Picking your camera: CT vs MRI
Each modality has a job, and the trick is matching the question to the tool.
| Use this | When you want to see | Because |
|---|---|---|
| CT | Trauma, fractures, calcification, acute infection | Fast, exquisite for bone and calcium, great with the natural fat contrast |
| MRI | Optic nerve, tumor extent, anything reaching toward the brain | Unbeatable soft-tissue detail along the nerve and through the orbital apex |
A blowout fracture of the thin orbital floor, for instance, is a pure CT story — you're watching for fat or muscle herniating down into the maxillary sinus. A suspected optic nerve glioma, on the other hand, belongs to MRI, where the nerve and its sheath separate cleanly. If MRI weighting still feels fuzzy, a quick detour through T1 and T2 basics pays off here, because fat-suppression tricks are central to reading the orbit.

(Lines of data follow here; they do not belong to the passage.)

//! Newtonian gravity for the N-body system
//!
//! Direct O(N²) pairwise sums with G = 1 and no softening. Two bodies at the
//! same position give infinite/NaN accelerations; that case is left to the
//! caller, the adaptive integrator reacts to it by shrinking its step.

use crate::simulation::states::{NVec3, System};

impl System {
    /// Recompute every body's acceleration from the current positions.
    ///
    /// Each unordered pair (i, j) is visited once and the pull is applied
    /// to both bodies, so Σ m_i a_i vanishes up to round-off.
    pub fn compute_accelerations(&mut self) {
        let n = self.bodies.len();

        for b in self.bodies.iter_mut() {
            b.acc = NVec3::zeros();
        }

        for i in 0..n {
            for j in (i + 1)..n {
                // displacement from i to j, i is pulled along +dr
                let dr = self.bodies[j].pos - self.bodies[i].pos;
                let r2 = dr.norm_squared();
                let r3 = r2 * r2.sqrt();

                let mfaci = self.bodies[i].mass / r3;
                let mfacj = self.bodies[j].mass / r3;

                self.bodies[i].acc += mfacj * dr;
                self.bodies[j].acc -= mfaci * dr;
            }
        }
    }

    /// −Σ_{i<j} m_i m_j / |r_i − r_j|
    pub fn potential_energy(&self) -> f64 {
        let n = self.bodies.len();
        let mut pot = 0.0;
        for i in 0..n {
            for j in (i + 1)..n {
                let r = (self.bodies[j].pos - self.bodies[i].pos).norm();
                pot -= self.bodies[i].mass * self.bodies[j].mass / r;
            }
        }
        pot
    }

    /// Kinetic plus potential energy
    pub fn total_energy(&self) -> f64 {
        self.kinetic_energy() + self.potential_energy()
    }
}

#[cfg(test)]
mod tests {
    use crate::simulation::states::System;
    use approx::assert_relative_eq;

    fn two_body(dist: f64, m1: f64, m2: f64) -> System {
        System::from_arrays(
            &[m1, m2],
            &[[-dist / 2.0, 0.0, 0.0], [dist / 2.0, 0.0, 0.0]],
            &[[0.0; 3]; 2],
        )
        .unwrap()
    }

    #[test]
    fn gravity_points_toward_other_body() {
        let mut sys = two_body(2.0, 1.0, 1.0);
        sys.compute_accelerations();
        assert!(sys.bodies[0].acc.x > 0.0);
        assert!(sys.bodies[1].acc.x < 0.0);
    }

    #[test]
    fn gravity_scales_with_partner_mass() {
        let mut sys = two_body(1.0, 2.0, 3.0);
        sys.compute_accelerations();
        // |a_0| = m_1 / r², |a_1| = m_0 / r²
        assert_relative_eq!(sys.bodies[0].acc.x, 3.0);
        assert_relative_eq!(sys.bodies[1].acc.x, -2.0);
    }

    #[test]
    fn gravity_inverse_square_law() {
        let mut near = two_body(1.0, 1.0, 1.0);
        let mut far = two_body(2.0, 1.0, 1.0);
        near.compute_accelerations();
        far.compute_accelerations();
        let ratio = near.bodies[0].acc.norm() / far.bodies[0].acc.norm();
        assert_relative_eq!(ratio, 4.0, epsilon = 1e-12);
    }

    #[test]
    fn accelerations_are_reset_between_calls() {
        let mut sys = two_body(1.0, 1.0, 1.0);
        sys.compute_accelerations();
        let first = sys.bodies[0].acc;
        sys.compute_accelerations();
        assert_eq!(first, sys.bodies[0].acc);
    }

    #[test]
    fn potential_energy_of_pair() {
        let sys = two_body(2.0, 3.0, 4.0);
        assert_relative_eq!(sys.potential_energy(), -6.0);
        assert_relative_eq!(sys.total_energy(), -6.0);
    }

    #[test]
    fn coincident_bodies_are_not_trapped() {
        let mut sys = two_body(0.0, 1.0, 1.0);
        sys.compute_accelerations();
        assert!(!sys.bodies[0].acc.x.is_finite());
    }
}
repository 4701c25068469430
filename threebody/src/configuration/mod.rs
pub mod config;
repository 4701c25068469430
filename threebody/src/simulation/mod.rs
pub mod states;
pub mod params;
pub mod engine;
pub mod forces;
pub mod diagnostics;
pub mod integrator;
pub mod presets;
pub mod scenario;
pub mod driver;
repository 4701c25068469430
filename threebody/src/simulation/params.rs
//! Numerical parameters for the integrators
//!
//! `IntegratorParams` holds runtime settings:
//! - error tolerance `epsilon` (0 turns step-size control off),
//! - safety factor bounding how fast the step may shrink or grow,
//! - step floor, ceiling and the initial trial step
//!
//! `RunParameters` holds the driver's pacing: run length, animation rate and
//! the per-frame substep budget

use crate::error::{ConfigError, Result};

#[derive(Debug, Clone, PartialEq)]
pub struct IntegratorParams {
    pub epsilon: f64, // error tolerance, 0 disables adaptivity
    pub safety_factor: f64, // in (0, 1)
    pub min_dt: f64, // step floor
    pub max_dt: f64, // step ceiling
    pub dt: f64, // initial trial step after a reset
}

impl Default for IntegratorParams {
    fn default() -> Self {
        Self {
            epsilon: 1e-9,
            safety_factor: 0.25,
            min_dt: 1e-12,
            max_dt: 1e300,
            dt: 0.01,
        }
    }
}

impl IntegratorParams {
    /// Check every field; the first violation is reported
    pub fn validate(&self) -> Result<()> {
        if !(self.epsilon.is_finite() && self.epsilon >= 0.0) {
            return Err(ConfigError::InvalidParameter(format!(
                "epsilon must be finite and non-negative, got {}",
                self.epsilon
            )));
        }
        if !(self.safety_factor > 0.0 && self.safety_factor < 1.0) {
            return Err(ConfigError::InvalidParameter(format!(
                "safety_factor must lie in (0, 1), got {}",
                self.safety_factor
            )));
        }
        check_positive("min_dt", self.min_dt)?;
        check_positive("max_dt", self.max_dt)?;
        check_positive("dt", self.dt)?;
        if self.min_dt > self.max_dt {
            return Err(ConfigError::InvalidParameter(format!(
                "min_dt ({}) exceeds max_dt ({})",
                self.min_dt, self.max_dt
            )));
        }
        Ok(())
    }

    /// Whether step-size control is active
    pub fn adaptive(&self) -> bool {
        self.epsilon > 0.0
    }
}

#[derive(Debug, Clone, PartialEq)]
pub struct RunParameters {
    pub t_end: f64, // run length in dynamical timescales
    pub seconds_per_timescale: f64, // wall seconds per timescale
    pub fps: f64, // frames per wall second
    pub max_substeps: usize, // integrator calls allowed per frame
    pub center: bool, // move to the center-of-momentum frame first
}

impl Default for RunParameters {
    fn default() -> Self {
        Self {
            t_end: 100.0,
            seconds_per_timescale: 5.0,
            fps: 24.0,
            max_substeps: 10_000,
            center: true,
        }
    }
}

impl RunParameters {
    pub fn validate(&self) -> Result<()> {
        check_positive("t_end", self.t_end)?;
        check_positive("seconds_per_timescale", self.seconds_per_timescale)?;
        check_positive("fps", self.fps)?;
        if self.max_substeps == 0 {
            return Err(ConfigError::InvalidParameter(
                "max_substeps must be at least 1".to_string(),
            ));
        }
        Ok(())
    }
}

pub(crate) fn check_positive(name: &str, value: f64) -> Result<()> {
    if value.is_finite() && value > 0.0 {
        Ok(())
    } else {
        Err(ConfigError::InvalidParameter(format!(
            "{name} must be positive and finite, got {value}"
        )))
    }
}
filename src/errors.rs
use std::fmt;

/// Errors produced anywhere in the redirector.
///
/// Connection-scoped variants are always handled at the point they're
/// returned (logged, connection torn down) and never escape a connection
/// task. Only the config/startup variants reach `main`.
#[derive(Debug, Clone, PartialEq)]
pub enum Error {
    Config(String),
    AddressResolutionFailed(String),
    PoolExhausted,
    OriginalDestinationLookupFailed,
    RelayConnectFailed(String),
    HandshakeFailed(String),
    PeerReset(String),
    SocketSetupFailed(String),
}

impl fmt::Display for Error {
    fn fmt(&self, f: &mut fmt::Formatter<'_>) -> fmt::Result {
        match self {
            Error::Config(msg) => write!(f, "config error: {}", msg),
            Error::AddressResolutionFailed(msg) => {
                write!(f, "relay address resolution failed: {}", msg)
            }
            Error::PoolExhausted => write!(f, "connection pool exhausted"),
            Error::OriginalDestinationLookupFailed => {
                write!(f, "original destination lookup failed")
            }
            Error::RelayConnectFailed(msg) => write!(f, "connect to relay failed: {}", msg),
            Error::HandshakeFailed(msg) => write!(f, "handshake failed: {}", msg),
            Error::PeerReset(msg) => write!(f, "peer reset: {}", msg),
            Error::SocketSetupFailed(msg) => write!(f, "socket setup failed: {}", msg),
        }
    }
}

impl std::error::Error for Error {}
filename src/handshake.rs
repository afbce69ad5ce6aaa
/// Construction of the 512-byte opening frame sent to the relay, and the
/// key schedule it's encrypted under.
use rand::RngCore;

use crate::cipher::{derive_key_schedule, Cipher};

pub const FRAME_LEN: usize = 512;
const MAGIC_OFFSET: usize = 0;
const MAGIC_LEN: usize = 4;
const HOST_OFFSET: usize = 4;
const HOST_LEN: usize = 257;
const PORT_OFFSET: usize = 261;
const PORT_LEN: usize = 15;
const NONCE_OFFSET: usize = 276;
const NONCE_LEN: usize = 236;
const ENCRYPTED_LEN: usize = NONCE_OFFSET; // MAGIC || HOST || PORT

pub const MAGIC: [u8; MAGIC_LEN] = *b"Rona";

/// The 512-byte opening frame, already encrypted under the chosen relay's
/// key, plus the cipher the forwarding phase continues with.
pub struct Handshake {
    pub frame: [u8; FRAME_LEN],
    pub cipher: Cipher,
}

/// Lay out MAGIC, HOST, PORT and a fresh random nonce into a frame, then
/// encrypt the leading 276 bytes under the key schedule derived from that
/// nonce and `key`. The trailing 236 nonce bytes are left as plaintext --
/// the relay needs them to derive the same key schedule.
pub fn build(host: &str, port: &str, key: &[u8]) -> Handshake {
    let mut frame = [0u8; FRAME_LEN];

    frame[MAGIC_OFFSET..MAGIC_OFFSET + MAGIC_LEN].copy_from_slice(&MAGIC);
    write_nul_terminated(&mut frame[HOST_OFFSET..HOST_OFFSET + HOST_LEN], host);
    write_nul_terminated(&mut frame[PORT_OFFSET..PORT_OFFSET + PORT_LEN], port);

    let nonce_field = &mut frame[NONCE_OFFSET..NONCE_OFFSET + NONCE_LEN];
    rand::thread_rng().fill_bytes(nonce_field);
    let nonce = frame[NONCE_OFFSET..NONCE_OFFSET + NONCE_LEN].to_vec();

    let schedule = derive_key_schedule(&nonce, key);
    let mut cipher = Cipher::new(&schedule);
    cipher.encrypt(&mut frame[0..ENCRYPTED_LEN]);

    Handshake { frame, cipher }
}

fn write_nul_terminated(field: &mut [u8], value: &str) {
    let bytes = value.as_bytes();
    let copy_len = bytes.len().min(field.len() - 1);
    field[..copy_len].copy_from_slice(&bytes[..copy_len]);
    // Remaining bytes (including the terminator) are already zeroed.
}

/// Decrypt the leading 276 bytes of a received frame with the key derived
/// from its own trailing 236-byte nonce and `key`. This is the relay's half
/// of the protocol; kept here (test-only) to exercise the wire format from
/// both ends.
#[cfg(test)]
pub fn decrypt_with(frame: &mut [u8; FRAME_LEN], key: &[u8]) {
    let nonce = frame[NONCE_OFFSET..NONCE_OFFSET + NONCE_LEN].to_vec();
    let schedule = derive_key_schedule(&nonce, key);
    let mut cipher = Cipher::new(&schedule);
    cipher.decrypt(&mut frame[0..ENCRYPTED_LEN]);
}
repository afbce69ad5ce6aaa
/// Entry point: CLI parsing, config loading, runtime construction, and the
/// supervisor loop (§4.8, §6, §14). Everything that actually forwards
/// bytes lives in the library crate; this binary just wires it up.
use std::process::ExitCode;
use std::sync::Arc;

use rona_redir::acceptor;
use rona_redir::config::{self, Config};
use rona_redir::pool::{ConnectionPool, DEFAULT_POOL_SIZE};
use rona_redir::relay::RelayRegistry;

const USAGE: &str = "usage: rona-redir -c <config.toml>\n\n\
    -c <path>   path to the TOML configuration file (required)\n\
    -h, --help  print this message and exit";

struct Args {
    config_path: String,
}

enum ParsedArgs {
    Run(Args),
    Help,
}

fn parse_args(raw: impl Iterator<Item = String>) -> Result<ParsedArgs, String> {
    let mut config_path = None;
    let mut iter = raw.skip(1);

    while let Some(arg) = iter.next() {
        match arg.as_str() {
            "-h" | "--help" => return Ok(ParsedArgs::Help),
            "-c" => {
                let path = iter.next().ok_or("missing value for -c")?;
                config_path = Some(path);
            }
            other => return Err(format!("unrecognized argument: {}", other)),
        }
    }

    let config_path = config_path.ok_or("missing required -c <path>")?;
    Ok(ParsedArgs::Run(Args { config_path }))
}

fn main() -> ExitCode {
    env_logger::Builder::from_env(env_logger::Env::default().default_filter_or("info")).init();

    let args = match parse_args(std::env::args()) {
        Ok(ParsedArgs::Help) => {
            println!("{}", USAGE);
            return ExitCode::from(0);
        }
        Ok(ParsedArgs::Run(args)) => args,
        Err(msg) => {
            eprintln!("{}\n\n{}", msg, USAGE);
            return ExitCode::from(1);
        }
    };

    let raw_config = match std::fs::read_to_string(&args.config_path) {
        Ok(raw) => raw,
        Err(e) => {
            eprintln!("failed to read {}: {}", args.config_path, e);
            return ExitCode::from(1);
        }
    };

    let config = match Config::parse(&raw_config) {
        Ok(config) => config,
        Err(e) => {
            eprintln!("{}", e);
            return ExitCode::from(1);
        }
    };

    let runtime = match tokio::runtime::Builder::new_multi_thread()
        .worker_threads(num_cpus::get())
        .enable_all()
        .build()
    {
        Ok(runtime) => runtime,
        Err(e) => {
            eprintln!("failed to start async runtime: {}", e);
            return ExitCode::from(4);
        }
    };

    runtime.block_on(async_main(config))
}

async fn async_main(config: Config) -> ExitCode {
    config::set_config(config.clone());

    let relays = match RelayRegistry::resolve(&config.servers).await {
        Ok(relays) => relays,
        Err(e) => {
            log::error!("{}", e);
            return ExitCode::from(2);
        }
    };

    if relays.is_empty() {
        log::error!("no relays resolved");
        return ExitCode::from(2);
    }

    let listen_addr = format!("{}:{}", config.redir.address, config.redir.port);
    let listener = match tokio::net::TcpListener::bind(&listen_addr).await {
        Ok(listener) => listener,
        Err(e) => {
            log::error!("failed to bind {}: {}", listen_addr, e);
            return ExitCode::from(4);
        }
    };
    log::info!("listening on {}", listen_addr);

    let pool = ConnectionPool::new(DEFAULT_POOL_SIZE);
    let relays = Arc::new(relays);

    tokio::select! {
        _ = acceptor::run(listener, relays, pool) => {}
        _ = shutdown_signal() => {
            log::info!("shutting down");
        }
    }

    ExitCode::from(0)
}

async fn shutdown_signal() {
    let ctrl_c = async {
        let _ = tokio::signal::ctrl_c().await;
    };

    #[cfg(unix)]
    let terminate = async {
        match tokio::signal::unix::signal(tokio::signal::unix::SignalKind::terminate()) {
            Ok(mut stream) => {
                stream.recv().await;
            }
            Err(e) => {
                log::warn!("failed to install SIGTERM handler: {}", e);
                std::future::pending::<()>().await;
            }
        }
    };

    #[cfg(not(unix))]
    let terminate = std::future::pending::<()>();

    tokio::select! {
        _ = ctrl_c => {},
        _ = terminate => {},
    }
}
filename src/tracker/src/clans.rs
use crate::api::{RawClanRating, UpstreamApi};
use crate::error::Error;
use crate::store::{Clan, ClanArenaStat, ClanId, Store};
use log::{debug, warn};

/// Returns the clan, creating a stub if unseen and enriching the stub with
/// upstream identity when possible. Enrichment is opportunistic: a failed
/// info fetch logs a warning and the stub is returned as-is.
pub async fn resolve_or_create(
    api: &dyn UpstreamApi,
    store: &dyn Store,
    clan_id: ClanId,
) -> Result<Clan, Error> {
    let clan = store.get_or_create_clan(clan_id).await?;
    if !clan.is_stub() {
        return Ok(clan);
    }

    match enrich_clans(api, store, &[clan_id]).await {
        Ok(_) => store
            .clan(clan_id)
            .await
            .map(|clan| clan.unwrap_or_else(|| Clan::stub(clan_id))),
        Err(e) => {
            warn!("[resolve_or_create] ⚠ clan {} stays a stub - {}", clan_id, e);
            Ok(clan)
        }
    }
}

/// Fetches identity for a batch of clans and merges it into the store.
/// Returns how many records were updated.
pub async fn enrich_clans(
    api: &dyn UpstreamApi,
    store: &dyn Store,
    clan_ids: &[ClanId],
) -> Result<usize, Error> {
    if clan_ids.is_empty() {
        return Ok(0);
    }

    let infos = api.clan_info(clan_ids).await?;
    let mut updated = 0;

    for info in infos {
        let Some(clan_id) = info.clan_id else {
            continue;
        };

        let mut clan = store.get_or_create_clan(clan_id).await?;
        clan.tag = info.tag.or(clan.tag);
        clan.title = info.name.or(clan.title);
        store.update_clan(&clan).await?;
        updated += 1;

        debug!("[enrich_clans] updated clan {} ({:?})", clan_id, clan.tag);
    }

    Ok(updated)
}

/// Merges a clan card from the tournament page: identity, ratings and the
/// per-arena stat. This is the only source of elo and arena numbers.
pub async fn update_clan_rating(
    store: &dyn Store,
    arena_id: &str,
    rating: &RawClanRating,
) -> Result<(), Error> {
    let Some(clan_id) = rating.resolved_id() else {
        return Ok(());
    };

    let mut clan = store.get_or_create_clan(clan_id).await?;
    clan.tag = rating.tag.clone().or(clan.tag);
    clan.title = rating.name.clone().or(clan.title);
    clan.elo_6 = rating.elo_rating_6.or(clan.elo_6);
    clan.elo_8 = rating.elo_rating_8.or(clan.elo_8);
    clan.elo_10 = rating.elo_rating_10.or(clan.elo_10);
    store.update_clan(&clan).await?;

    if let (Some(wins_percent), Some(battles_count)) =
        (rating.arena_wins_percent, rating.arena_battles_count)
    {
        store
            .upsert_arena_stat(&ClanArenaStat {
                clan_id,
                arena_id: arena_id.to_string(),
                wins_percent,
                battles_count,
            })
            .await?;
    }

    Ok(())
}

Don't forget the globe itself
The eyeball is its own little world. In a child, a calcified intraocular mass should put retinoblastoma at the top of the list — calcium is the classic clue, and it's exactly why CT earns a look. In an adult, a mass arising from the back wall of the globe raises uveal melanoma. And the humble retinal detachment shows up as a tented, V-shaped membrane inside the globe, with its point anchored at the optic disc.
Localize first, label second. Globe, intraconal, extraconal, or muscle cone — naming the compartment is most of the diagnosis, and it turns a scary list of eponyms into a short, sensible menu.
When you're stuck on the bigger picture of how these studies are acquired and reviewed, the approach to the neck CT covers the scaffolding the orbit sits within. But for the orbit specifically: respect the fat, place the lesion, and never let a frozen, bulging, painful eye wait its turn.